Sarah Botstein: And you getting to know his sister as well as he ultimately did and our team did and both how enormously close they are and how wildly different their life experiences have been and how it was amazing to be on the road with Elitha (M. Smith) just both to represent her own self and to represent him and I think I certainly learned a lot from that.
Derecka: Yeah, I’ve noticed that sometimes it’s hard when I hear people who are currently incarcerated or formerly incarcerated, talk about where they come from and they talk about the sort of bad choices that they’ve made throughout their life or, you know, ‘I was just caught up with the wrong crowd’ or ‘I decided to do XYZ’ and they have, interestingly, like a critique of mass incarceration and prisons, and then they’re also holding this, like, ‘I just got caught up with the wrong crowd and I was at boarding school, I started skipping,’ we hear some of these stories in the documentary. And I often think about all the people that I know-
Josie: Who skipped school. Who did whatever.

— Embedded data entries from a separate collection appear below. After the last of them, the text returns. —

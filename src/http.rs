//! Shared HTTP client construction, URL resolution and body helpers.

use std::time::Duration;

use reqwest::header::HeaderValue;
use reqwest::Url;
use serde_json::{Map, Value};
use thiserror::Error;

use crate::auth::AuthError;
use crate::error::GatewayError;

/// A path or base URL that does not form a usable absolute URL.
#[derive(Debug, Clone, Error)]
#[error("invalid URL {url:?}: {reason}")]
pub struct InvalidUrl {
    pub url: String,
    pub reason: String,
}

impl From<InvalidUrl> for GatewayError {
    fn from(error: InvalidUrl) -> Self {
        GatewayError::InvalidRequest(error.to_string())
    }
}

impl From<InvalidUrl> for AuthError {
    fn from(error: InvalidUrl) -> Self {
        AuthError::InvalidResponse(error.to_string())
    }
}

/// Build the reqwest client used by every gateway component.
pub fn build_client(timeout: Option<Duration>) -> Result<reqwest::Client, GatewayError> {
    let mut builder = reqwest::Client::builder().pool_max_idle_per_host(10);
    if let Some(timeout) = timeout {
        builder = builder.timeout(timeout);
    }
    builder
        .build()
        .map_err(|e| GatewayError::Configuration(format!("failed to build HTTP client: {e}")))
}

/// `Bearer <token>` header value, or `None` if the token has invalid header bytes.
pub fn bearer_value(token: &str) -> Option<HeaderValue> {
    let mut value = HeaderValue::from_str(&format!("Bearer {token}")).ok()?;
    value.set_sensitive(true);
    Some(value)
}

/// Whether `path` already names a full http(s) URL.
pub fn is_absolute(path: &str) -> bool {
    let lower = path.trim_start().to_ascii_lowercase();
    lower.starts_with("http://") || lower.starts_with("https://")
}

/// Resolve `path` against `base`. Absolute paths pass through unchanged;
/// relative ones are appended to the base with exactly one `/` between them.
pub fn resolve_url(base: &str, path: &str) -> Result<Url, InvalidUrl> {
    let joined = if is_absolute(path) {
        path.trim().to_string()
    } else if path.is_empty() {
        base.to_string()
    } else {
        format!(
            "{}/{}",
            base.trim_end_matches('/'),
            path.trim_start_matches('/')
        )
    };
    Url::parse(&joined).map_err(|e| InvalidUrl {
        url: joined.clone(),
        reason: e.to_string(),
    })
}

/// Parse a response body as JSON, treating empty or malformed bodies as `{}`.
pub fn parse_json_lenient(bytes: &[u8]) -> Value {
    if bytes.iter().all(u8::is_ascii_whitespace) {
        return Value::Object(Map::new());
    }
    match serde_json::from_slice(bytes) {
        Ok(value) => value,
        Err(error) => {
            tracing::debug!(error = %error, "Response body is not JSON; using empty object");
            Value::Object(Map::new())
        }
    }
}

/// The backend's `error` message from a failure body, or `fallback`.
pub fn error_message(body: &Value, fallback: &str) -> String {
    body.get("error")
        .and_then(Value::as_str)
        .filter(|message| !message.trim().is_empty())
        .map(str::to_string)
        .unwrap_or_else(|| fallback.to_string())
}
//! authgate CLI binary entry point.

use authgate::cli::{AuthCommands, Cli, Commands};
use authgate::config::GatewayConfig;
use authgate::gateway::Gateway;
use clap::Parser;
use tracing_subscriber::EnvFilter;

#[tokio::main]
async fn main() {
    tracing_subscriber::fmt()
        .with_env_filter(EnvFilter::try_from_default_env().unwrap_or_else(|_| EnvFilter::new("warn")))
        .with_writer(std::io::stderr)
        .init();

    let cli = Cli::parse();

    if let Err(e) = run(cli).await {
        eprintln!("Error: {e}");
        std::process::exit(1);
    }
}

async fn run(cli: Cli) -> Result<(), Box<dyn std::error::Error>> {
    let config = GatewayConfig::from_env()?;
    let gateway = Gateway::from_config(&config)?;

    match cli.command {
        Commands::Auth(auth_args) => match auth_args.command {
            AuthCommands::Login(args) => {
                authgate::cli::auth::handle_login(&gateway, &args.email, &args.password).await
            }
            AuthCommands::Register(args) => {
                authgate::cli::auth::handle_register(&gateway, &args.email, &args.password).await
            }
            AuthCommands::Status => authgate::cli::auth::handle_status(&gateway),
            AuthCommands::Refresh => authgate::cli::auth::handle_refresh(&gateway).await,
            AuthCommands::Logout => authgate::cli::auth::handle_logout(&gateway),
        },
        Commands::Base(args) => authgate::cli::request::handle_base(&gateway, args.url.as_deref()),
        Commands::Send(args) => {
            authgate::cli::request::handle_send(
                &gateway,
                &args.path,
                &args.method,
                &args.headers,
                args.data.as_deref(),
            )
            .await
        }
        Commands::Upload(args) => {
            authgate::cli::request::handle_upload(&gateway, &args.path, &args.fields, &args.files)
                .await
        }
    }
}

Derecka: Who skipped school, hang out with the wrong crowd, steal cars, break into bars and, you know, use fake ID and hurt people and, interestingly, have the room with a space, even if they were in boarding school, their families had access to tutors and camps and study abroad programs really, really early on. And it’s just, I wonder, as documentarians, I’m curious if there are moments where you know there’s this bigger phenomenon that’s happening in the world and you’re hearing people share their stories, they tell their truths and wanting the impulse to jump in. I know, I sometimes like no, no, no, people mess up all the time and some people mess up and they never come into contact with the criminal legal system. Yeah, I’m just curious about what it’s like, if you, you know, experienced that or navigated that?
Josie: I think it’s a good point because I think that the way people define their lives depends on where they are.
Derecka: Exactly.
Josie: And so people don’t say, if you’re on Wall Street right now, they’re not like, ‘Well, I was caught up in the wrong crowd and then I went to Harvard, and then I went to-’ what you did wrong doesn’t matter.
Lynn Novick: Retrospectively, you structure the narrative based on where you are.
Josie: Yeah. Totally.
Lynn Novick: Of course. Yes, that’s absolutely true. I wish the students were here to talk about that. Because I think, yeah, they’re kind of caught in this competing narratives in a way, right? Because of the great liberal arts education they were getting, were really beating to deeply understand the social structures and the systemic problems that have actually shaped their lives and not the choices they had made but the situations that they were in, and the limited opportunities that they had. And the huge systemic problems — tragic — that were affecting their lives and their families lives and their communities lives and also limiting their perspectives. You know, I think Giovanni at one point says, ‘I didn’t know anything beyond my block. That’s my world. I didn’t know what it was to be a citizen because I didn’t have the perspective,’ and that the education sort of allowed him to telescope way, way out and see things from 30,000 feet, including himself, in that context. But then there’s also that narrative: ‘I made bad choices.’
Josie: Right.
Lynn Novick: I think what you’re saying though, there’s this incredible safety net, right? For people who are privileged, that allow all kinds of bad choices and it doesn’t affect the outcome.
Josie: It allows you to rewrite your own history.
Lynn Novick: Indeed.
Derecka: Yes, I know as a viewer I have the impulse to like jump in and say no, no, no, but I’m curious about as documentarians, is there a voice that is coming, so sometimes we see the voice with like the captions or the clips you choose to share of different politicians giving a speech so we are seeing those images, those clips, those quotes up and over against, you know, the stories that are coming from the people who are incarcerated. But yet, I’m curious about whether you had an impulse to sort of be responsive or contextualize, like some things that you were hearing?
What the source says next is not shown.